BEGIN Exercise inputs

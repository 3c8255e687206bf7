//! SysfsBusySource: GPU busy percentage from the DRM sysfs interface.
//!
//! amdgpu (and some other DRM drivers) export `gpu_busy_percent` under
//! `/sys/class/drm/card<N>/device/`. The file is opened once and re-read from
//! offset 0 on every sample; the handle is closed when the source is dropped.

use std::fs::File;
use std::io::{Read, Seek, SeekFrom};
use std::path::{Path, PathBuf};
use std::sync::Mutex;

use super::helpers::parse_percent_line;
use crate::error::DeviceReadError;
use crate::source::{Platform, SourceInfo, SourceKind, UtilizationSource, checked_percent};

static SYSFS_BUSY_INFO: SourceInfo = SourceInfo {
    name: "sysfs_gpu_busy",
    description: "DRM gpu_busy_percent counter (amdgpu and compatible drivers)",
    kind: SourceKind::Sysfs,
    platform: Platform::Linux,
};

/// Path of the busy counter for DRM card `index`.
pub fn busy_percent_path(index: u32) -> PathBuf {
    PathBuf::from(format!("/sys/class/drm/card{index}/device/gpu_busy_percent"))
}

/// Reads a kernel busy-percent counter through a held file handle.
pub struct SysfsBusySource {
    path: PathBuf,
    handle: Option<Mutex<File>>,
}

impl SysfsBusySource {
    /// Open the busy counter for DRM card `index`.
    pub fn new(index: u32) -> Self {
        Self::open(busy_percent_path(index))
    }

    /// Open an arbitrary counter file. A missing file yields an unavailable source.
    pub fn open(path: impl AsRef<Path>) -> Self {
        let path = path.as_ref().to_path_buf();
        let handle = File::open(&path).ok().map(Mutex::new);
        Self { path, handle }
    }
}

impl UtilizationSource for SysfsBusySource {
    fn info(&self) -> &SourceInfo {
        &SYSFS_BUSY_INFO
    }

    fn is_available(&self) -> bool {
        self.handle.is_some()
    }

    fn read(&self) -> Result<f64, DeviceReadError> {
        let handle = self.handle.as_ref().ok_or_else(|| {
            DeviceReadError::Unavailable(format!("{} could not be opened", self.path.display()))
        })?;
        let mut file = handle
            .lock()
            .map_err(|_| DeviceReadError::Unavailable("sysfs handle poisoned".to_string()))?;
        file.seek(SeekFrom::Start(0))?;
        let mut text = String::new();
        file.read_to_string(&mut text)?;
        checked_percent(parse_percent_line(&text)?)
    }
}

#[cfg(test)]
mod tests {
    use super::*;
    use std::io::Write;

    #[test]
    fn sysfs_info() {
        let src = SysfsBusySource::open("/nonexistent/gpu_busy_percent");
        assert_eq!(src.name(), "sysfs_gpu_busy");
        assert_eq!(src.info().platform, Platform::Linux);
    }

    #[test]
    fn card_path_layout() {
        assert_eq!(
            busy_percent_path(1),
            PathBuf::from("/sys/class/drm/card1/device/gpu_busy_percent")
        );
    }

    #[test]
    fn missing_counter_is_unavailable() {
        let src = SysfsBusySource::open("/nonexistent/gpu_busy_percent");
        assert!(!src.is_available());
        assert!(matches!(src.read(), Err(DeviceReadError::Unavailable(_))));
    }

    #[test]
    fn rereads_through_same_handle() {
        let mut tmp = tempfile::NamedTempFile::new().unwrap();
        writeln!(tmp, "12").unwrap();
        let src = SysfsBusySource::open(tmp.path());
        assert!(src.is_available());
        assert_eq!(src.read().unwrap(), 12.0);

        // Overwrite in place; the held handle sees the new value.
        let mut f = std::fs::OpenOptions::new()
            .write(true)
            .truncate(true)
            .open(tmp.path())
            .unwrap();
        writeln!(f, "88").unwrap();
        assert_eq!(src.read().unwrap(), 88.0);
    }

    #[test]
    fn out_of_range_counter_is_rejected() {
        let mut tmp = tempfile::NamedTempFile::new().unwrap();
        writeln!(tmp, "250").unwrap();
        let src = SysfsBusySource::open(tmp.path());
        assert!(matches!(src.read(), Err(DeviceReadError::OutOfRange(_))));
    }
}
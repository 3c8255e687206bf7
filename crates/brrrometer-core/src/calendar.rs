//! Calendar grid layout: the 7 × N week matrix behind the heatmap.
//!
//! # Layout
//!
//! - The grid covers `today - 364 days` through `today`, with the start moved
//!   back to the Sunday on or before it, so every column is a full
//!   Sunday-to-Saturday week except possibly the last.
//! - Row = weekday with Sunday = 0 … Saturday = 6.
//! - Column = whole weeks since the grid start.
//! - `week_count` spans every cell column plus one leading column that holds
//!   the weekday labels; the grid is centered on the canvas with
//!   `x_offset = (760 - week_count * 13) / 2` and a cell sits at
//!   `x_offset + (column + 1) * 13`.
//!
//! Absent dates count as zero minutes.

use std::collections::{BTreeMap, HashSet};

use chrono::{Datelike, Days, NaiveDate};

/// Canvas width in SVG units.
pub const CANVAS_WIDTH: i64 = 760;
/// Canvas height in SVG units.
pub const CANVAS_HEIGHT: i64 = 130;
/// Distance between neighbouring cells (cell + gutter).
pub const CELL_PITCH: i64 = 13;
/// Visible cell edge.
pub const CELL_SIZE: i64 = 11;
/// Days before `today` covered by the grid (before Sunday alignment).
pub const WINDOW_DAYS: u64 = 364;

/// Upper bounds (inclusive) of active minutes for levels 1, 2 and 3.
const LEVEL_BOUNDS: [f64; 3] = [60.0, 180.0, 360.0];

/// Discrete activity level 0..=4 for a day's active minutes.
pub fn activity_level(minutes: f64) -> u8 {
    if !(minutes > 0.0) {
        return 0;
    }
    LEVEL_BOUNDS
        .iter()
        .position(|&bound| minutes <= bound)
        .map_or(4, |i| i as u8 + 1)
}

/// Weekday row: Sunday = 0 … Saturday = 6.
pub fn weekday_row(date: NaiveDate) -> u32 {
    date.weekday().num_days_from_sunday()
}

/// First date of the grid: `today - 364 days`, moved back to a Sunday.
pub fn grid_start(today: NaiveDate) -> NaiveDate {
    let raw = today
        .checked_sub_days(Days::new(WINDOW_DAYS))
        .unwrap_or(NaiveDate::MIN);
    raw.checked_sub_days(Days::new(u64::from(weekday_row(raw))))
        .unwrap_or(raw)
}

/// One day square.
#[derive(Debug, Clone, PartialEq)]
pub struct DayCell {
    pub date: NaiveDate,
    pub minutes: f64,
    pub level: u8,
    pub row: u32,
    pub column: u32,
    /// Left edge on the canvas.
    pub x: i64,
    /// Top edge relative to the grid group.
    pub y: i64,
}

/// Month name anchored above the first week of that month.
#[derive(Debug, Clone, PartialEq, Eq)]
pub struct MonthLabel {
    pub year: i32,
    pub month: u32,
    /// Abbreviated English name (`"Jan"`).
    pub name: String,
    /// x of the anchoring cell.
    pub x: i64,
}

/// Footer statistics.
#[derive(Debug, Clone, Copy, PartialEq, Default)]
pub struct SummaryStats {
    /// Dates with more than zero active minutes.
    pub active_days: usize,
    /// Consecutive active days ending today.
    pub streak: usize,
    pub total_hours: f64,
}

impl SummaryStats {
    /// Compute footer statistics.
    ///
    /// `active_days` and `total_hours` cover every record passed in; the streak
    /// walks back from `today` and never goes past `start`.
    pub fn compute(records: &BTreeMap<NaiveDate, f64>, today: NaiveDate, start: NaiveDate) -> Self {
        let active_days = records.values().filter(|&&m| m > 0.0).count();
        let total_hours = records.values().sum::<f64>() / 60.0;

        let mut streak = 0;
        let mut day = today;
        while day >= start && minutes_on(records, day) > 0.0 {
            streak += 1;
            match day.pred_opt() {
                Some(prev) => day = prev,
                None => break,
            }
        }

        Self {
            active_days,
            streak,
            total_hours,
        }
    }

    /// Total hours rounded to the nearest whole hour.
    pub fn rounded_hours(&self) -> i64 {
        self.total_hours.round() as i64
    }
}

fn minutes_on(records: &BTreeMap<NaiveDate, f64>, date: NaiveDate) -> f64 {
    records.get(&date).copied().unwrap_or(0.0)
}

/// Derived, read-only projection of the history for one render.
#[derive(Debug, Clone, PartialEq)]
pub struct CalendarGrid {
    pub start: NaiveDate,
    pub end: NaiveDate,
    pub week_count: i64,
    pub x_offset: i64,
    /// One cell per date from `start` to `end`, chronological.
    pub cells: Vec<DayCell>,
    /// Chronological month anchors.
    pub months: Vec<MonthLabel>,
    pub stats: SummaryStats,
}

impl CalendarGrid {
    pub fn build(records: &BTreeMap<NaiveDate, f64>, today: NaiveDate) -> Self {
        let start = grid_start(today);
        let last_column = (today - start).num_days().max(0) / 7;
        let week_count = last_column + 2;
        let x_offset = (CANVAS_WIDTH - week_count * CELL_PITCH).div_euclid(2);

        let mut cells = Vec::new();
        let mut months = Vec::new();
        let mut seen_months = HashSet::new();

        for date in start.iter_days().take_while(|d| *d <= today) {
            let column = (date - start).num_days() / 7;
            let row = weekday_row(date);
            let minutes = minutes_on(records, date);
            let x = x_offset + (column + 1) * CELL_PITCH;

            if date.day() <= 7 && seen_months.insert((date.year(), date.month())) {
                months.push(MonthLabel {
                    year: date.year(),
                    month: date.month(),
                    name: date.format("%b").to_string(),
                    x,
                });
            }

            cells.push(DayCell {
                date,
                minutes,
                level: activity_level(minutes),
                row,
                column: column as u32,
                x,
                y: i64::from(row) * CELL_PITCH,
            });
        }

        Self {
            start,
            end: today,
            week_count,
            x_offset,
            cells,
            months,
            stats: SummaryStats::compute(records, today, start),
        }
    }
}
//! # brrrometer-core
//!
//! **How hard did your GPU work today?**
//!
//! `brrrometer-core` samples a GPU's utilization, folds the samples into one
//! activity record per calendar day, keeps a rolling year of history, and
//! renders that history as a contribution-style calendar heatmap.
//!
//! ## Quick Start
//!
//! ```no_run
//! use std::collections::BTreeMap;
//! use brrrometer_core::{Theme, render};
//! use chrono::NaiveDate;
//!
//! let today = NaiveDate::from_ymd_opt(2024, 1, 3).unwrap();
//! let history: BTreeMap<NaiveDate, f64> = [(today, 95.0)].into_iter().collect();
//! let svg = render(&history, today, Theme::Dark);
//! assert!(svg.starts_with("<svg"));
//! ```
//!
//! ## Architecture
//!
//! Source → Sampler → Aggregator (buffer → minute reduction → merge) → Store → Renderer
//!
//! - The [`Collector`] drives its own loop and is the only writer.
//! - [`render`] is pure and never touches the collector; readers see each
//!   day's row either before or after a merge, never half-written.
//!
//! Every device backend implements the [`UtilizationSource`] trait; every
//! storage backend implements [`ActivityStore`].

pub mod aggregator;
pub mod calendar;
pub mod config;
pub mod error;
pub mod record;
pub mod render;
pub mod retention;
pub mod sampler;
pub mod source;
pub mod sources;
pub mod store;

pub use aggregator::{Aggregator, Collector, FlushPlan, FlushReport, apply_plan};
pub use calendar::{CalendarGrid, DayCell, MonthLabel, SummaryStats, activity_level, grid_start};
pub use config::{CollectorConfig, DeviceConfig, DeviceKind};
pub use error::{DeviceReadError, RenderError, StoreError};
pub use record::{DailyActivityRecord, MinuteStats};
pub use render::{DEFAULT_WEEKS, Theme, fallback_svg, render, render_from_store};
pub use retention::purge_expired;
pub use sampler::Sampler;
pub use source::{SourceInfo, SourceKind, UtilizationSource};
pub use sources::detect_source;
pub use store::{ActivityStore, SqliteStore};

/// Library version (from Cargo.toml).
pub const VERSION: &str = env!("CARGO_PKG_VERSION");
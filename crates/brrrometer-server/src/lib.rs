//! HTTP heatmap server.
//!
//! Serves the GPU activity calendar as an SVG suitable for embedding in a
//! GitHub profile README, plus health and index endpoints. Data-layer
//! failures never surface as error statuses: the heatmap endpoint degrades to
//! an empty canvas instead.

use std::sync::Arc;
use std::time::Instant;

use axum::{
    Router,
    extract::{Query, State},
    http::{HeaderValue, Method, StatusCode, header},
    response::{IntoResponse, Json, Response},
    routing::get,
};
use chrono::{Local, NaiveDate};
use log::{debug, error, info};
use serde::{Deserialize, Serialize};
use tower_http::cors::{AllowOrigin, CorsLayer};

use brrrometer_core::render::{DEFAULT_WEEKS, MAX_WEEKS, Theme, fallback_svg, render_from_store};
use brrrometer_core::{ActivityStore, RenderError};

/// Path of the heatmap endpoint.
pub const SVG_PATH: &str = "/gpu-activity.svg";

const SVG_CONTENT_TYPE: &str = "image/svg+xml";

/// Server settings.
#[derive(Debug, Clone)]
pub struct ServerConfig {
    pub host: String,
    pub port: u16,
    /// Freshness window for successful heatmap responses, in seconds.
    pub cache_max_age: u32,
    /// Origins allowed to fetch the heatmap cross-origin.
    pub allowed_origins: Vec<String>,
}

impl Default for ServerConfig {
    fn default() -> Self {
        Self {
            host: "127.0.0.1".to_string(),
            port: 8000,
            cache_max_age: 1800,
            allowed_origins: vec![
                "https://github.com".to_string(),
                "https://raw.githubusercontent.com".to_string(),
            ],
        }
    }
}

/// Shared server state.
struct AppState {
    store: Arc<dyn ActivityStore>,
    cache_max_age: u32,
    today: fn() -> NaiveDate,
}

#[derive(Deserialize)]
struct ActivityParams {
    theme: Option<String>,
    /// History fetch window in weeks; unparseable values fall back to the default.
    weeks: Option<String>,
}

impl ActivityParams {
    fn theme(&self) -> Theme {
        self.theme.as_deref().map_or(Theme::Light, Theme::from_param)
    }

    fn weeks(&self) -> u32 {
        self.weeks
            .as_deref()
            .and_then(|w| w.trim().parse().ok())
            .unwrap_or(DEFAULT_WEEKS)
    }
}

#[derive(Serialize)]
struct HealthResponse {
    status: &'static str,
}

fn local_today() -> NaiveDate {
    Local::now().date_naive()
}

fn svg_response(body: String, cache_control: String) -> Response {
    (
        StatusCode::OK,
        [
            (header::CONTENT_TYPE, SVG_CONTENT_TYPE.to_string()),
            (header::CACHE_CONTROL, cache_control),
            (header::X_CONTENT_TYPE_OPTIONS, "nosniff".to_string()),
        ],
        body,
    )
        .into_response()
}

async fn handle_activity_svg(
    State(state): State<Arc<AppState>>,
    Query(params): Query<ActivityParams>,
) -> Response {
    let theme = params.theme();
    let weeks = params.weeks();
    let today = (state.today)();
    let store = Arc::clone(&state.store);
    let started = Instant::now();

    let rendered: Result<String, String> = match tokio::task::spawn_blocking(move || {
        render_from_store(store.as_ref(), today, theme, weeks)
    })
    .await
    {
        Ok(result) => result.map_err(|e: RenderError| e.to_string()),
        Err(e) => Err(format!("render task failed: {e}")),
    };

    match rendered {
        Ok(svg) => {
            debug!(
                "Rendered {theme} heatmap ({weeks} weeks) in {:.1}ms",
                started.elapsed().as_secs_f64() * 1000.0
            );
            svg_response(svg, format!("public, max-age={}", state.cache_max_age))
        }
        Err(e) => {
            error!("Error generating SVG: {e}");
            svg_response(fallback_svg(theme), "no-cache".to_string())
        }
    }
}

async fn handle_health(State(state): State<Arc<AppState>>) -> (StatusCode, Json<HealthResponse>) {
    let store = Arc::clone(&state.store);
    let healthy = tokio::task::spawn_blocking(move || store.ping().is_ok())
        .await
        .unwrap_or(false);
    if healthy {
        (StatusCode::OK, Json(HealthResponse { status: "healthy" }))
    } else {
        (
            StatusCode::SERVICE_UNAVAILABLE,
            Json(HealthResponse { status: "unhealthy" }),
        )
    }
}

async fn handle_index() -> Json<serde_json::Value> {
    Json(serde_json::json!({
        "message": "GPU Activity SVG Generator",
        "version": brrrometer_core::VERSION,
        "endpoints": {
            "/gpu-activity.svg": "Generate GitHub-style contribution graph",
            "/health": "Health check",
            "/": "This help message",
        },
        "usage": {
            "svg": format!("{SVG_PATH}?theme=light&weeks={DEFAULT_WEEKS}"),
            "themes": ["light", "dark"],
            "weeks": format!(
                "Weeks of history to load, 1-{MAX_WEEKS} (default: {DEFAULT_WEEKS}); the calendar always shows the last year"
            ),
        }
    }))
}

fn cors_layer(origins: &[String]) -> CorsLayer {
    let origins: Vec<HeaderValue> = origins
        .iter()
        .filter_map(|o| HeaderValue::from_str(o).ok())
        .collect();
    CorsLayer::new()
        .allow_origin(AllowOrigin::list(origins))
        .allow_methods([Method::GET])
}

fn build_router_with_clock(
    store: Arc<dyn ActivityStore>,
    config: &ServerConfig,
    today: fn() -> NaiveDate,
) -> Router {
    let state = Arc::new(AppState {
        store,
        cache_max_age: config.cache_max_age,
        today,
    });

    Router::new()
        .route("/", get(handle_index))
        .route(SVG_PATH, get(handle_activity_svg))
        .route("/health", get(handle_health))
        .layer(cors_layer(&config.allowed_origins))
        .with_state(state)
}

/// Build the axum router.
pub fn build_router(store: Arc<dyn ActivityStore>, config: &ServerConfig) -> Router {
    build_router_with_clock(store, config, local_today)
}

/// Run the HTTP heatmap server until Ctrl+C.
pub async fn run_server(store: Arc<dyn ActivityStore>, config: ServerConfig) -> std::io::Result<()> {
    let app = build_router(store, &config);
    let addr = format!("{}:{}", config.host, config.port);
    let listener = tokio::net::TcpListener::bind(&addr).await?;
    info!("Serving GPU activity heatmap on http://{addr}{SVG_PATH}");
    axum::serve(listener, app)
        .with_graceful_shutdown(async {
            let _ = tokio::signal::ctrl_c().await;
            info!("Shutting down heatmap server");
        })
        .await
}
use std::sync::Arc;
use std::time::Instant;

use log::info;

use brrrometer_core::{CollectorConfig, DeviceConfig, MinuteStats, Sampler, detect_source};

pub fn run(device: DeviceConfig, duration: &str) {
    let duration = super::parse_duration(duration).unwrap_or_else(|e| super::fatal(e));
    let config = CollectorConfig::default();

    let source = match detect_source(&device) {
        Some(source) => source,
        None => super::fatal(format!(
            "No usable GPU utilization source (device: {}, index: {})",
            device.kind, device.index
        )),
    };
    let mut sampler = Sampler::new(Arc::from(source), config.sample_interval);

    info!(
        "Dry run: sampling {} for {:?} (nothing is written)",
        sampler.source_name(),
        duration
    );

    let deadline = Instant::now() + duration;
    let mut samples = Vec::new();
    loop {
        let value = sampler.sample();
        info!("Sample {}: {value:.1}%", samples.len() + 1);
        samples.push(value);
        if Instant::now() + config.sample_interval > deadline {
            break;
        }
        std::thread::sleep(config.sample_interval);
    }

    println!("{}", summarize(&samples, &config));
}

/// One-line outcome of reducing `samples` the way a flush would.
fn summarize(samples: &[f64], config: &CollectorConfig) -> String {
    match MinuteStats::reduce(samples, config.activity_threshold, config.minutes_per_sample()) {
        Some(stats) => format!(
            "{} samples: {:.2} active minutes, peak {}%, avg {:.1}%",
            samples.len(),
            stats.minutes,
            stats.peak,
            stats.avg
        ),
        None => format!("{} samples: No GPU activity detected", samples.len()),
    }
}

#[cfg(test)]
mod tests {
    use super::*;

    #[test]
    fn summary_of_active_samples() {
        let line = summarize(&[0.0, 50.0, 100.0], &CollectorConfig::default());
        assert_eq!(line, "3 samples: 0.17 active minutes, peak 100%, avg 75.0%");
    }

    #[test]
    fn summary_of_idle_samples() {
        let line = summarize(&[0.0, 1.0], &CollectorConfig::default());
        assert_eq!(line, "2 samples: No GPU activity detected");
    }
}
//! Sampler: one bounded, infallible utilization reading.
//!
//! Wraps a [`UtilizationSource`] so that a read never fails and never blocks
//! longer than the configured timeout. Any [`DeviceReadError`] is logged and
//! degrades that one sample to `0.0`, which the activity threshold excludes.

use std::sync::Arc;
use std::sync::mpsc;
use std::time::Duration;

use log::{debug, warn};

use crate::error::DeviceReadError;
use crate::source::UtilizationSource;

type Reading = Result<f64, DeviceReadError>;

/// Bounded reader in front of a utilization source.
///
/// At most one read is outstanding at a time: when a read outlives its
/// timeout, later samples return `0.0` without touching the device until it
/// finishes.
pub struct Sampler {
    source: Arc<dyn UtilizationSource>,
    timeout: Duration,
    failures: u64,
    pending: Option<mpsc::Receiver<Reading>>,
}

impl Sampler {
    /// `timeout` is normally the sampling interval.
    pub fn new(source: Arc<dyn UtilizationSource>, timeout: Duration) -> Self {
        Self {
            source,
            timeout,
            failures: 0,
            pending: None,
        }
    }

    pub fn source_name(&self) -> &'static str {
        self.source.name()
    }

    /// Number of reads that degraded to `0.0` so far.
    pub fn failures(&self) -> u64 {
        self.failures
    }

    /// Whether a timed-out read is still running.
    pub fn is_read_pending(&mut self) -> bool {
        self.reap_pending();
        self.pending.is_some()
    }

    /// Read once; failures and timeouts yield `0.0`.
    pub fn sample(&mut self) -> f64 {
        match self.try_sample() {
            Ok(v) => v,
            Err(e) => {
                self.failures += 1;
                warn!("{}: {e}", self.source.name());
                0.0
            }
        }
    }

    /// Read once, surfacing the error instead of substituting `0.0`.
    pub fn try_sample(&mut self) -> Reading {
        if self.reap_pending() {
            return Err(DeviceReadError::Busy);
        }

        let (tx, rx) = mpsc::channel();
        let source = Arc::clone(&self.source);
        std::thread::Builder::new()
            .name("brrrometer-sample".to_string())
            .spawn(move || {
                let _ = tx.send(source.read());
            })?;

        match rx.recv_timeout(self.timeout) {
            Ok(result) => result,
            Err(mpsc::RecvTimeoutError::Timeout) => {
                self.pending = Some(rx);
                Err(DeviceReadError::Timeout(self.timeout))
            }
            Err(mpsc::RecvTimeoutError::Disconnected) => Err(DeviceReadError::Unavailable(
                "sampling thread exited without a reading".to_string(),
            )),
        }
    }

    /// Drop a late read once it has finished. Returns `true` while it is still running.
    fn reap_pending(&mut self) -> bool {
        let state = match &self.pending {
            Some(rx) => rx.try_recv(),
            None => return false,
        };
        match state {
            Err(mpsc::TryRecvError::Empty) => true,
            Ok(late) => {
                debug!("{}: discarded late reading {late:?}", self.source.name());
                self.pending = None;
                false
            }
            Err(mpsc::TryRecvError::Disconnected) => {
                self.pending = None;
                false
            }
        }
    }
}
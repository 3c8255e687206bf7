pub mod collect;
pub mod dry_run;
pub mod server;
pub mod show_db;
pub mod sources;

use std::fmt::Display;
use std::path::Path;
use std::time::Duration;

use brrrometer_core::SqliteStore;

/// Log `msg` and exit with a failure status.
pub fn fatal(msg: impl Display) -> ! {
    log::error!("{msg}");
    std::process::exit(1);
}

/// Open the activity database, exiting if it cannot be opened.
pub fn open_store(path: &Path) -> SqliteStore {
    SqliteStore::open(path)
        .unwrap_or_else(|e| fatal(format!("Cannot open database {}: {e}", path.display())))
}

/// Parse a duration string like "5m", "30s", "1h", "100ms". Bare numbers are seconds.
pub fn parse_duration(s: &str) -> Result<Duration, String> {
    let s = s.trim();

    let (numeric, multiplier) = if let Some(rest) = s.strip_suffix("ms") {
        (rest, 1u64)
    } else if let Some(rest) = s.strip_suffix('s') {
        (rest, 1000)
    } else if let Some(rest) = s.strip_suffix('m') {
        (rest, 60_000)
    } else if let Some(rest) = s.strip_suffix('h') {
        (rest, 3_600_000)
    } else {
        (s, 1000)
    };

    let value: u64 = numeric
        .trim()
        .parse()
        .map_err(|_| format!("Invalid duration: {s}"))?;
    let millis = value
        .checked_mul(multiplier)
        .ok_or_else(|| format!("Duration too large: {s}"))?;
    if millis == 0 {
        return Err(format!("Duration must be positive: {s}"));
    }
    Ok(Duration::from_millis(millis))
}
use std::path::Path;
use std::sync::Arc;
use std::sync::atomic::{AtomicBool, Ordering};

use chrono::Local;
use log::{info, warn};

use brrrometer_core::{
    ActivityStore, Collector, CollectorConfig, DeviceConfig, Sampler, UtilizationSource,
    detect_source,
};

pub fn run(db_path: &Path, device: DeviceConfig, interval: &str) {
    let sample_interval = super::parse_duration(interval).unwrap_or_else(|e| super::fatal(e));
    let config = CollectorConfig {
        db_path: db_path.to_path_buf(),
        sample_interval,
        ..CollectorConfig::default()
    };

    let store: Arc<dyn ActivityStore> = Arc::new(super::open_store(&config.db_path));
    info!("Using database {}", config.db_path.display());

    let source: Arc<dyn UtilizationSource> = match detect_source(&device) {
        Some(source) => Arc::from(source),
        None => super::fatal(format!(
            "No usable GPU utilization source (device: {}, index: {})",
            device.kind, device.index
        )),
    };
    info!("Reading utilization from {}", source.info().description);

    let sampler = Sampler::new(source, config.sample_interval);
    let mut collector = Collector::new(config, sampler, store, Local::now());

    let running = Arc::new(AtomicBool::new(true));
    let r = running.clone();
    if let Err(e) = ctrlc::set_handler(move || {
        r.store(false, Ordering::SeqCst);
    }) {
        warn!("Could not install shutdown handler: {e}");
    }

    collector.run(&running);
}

END Exercise inputs

▶ **Required action**
Where does the word "merge" occur in the records? Return every line that holds it.

▶ **Task response**
//! Source → Sampler → Aggregator (buffer → minute reduction → merge) → Store → Renderer
//!   day's row either before or after a merge, never half-written.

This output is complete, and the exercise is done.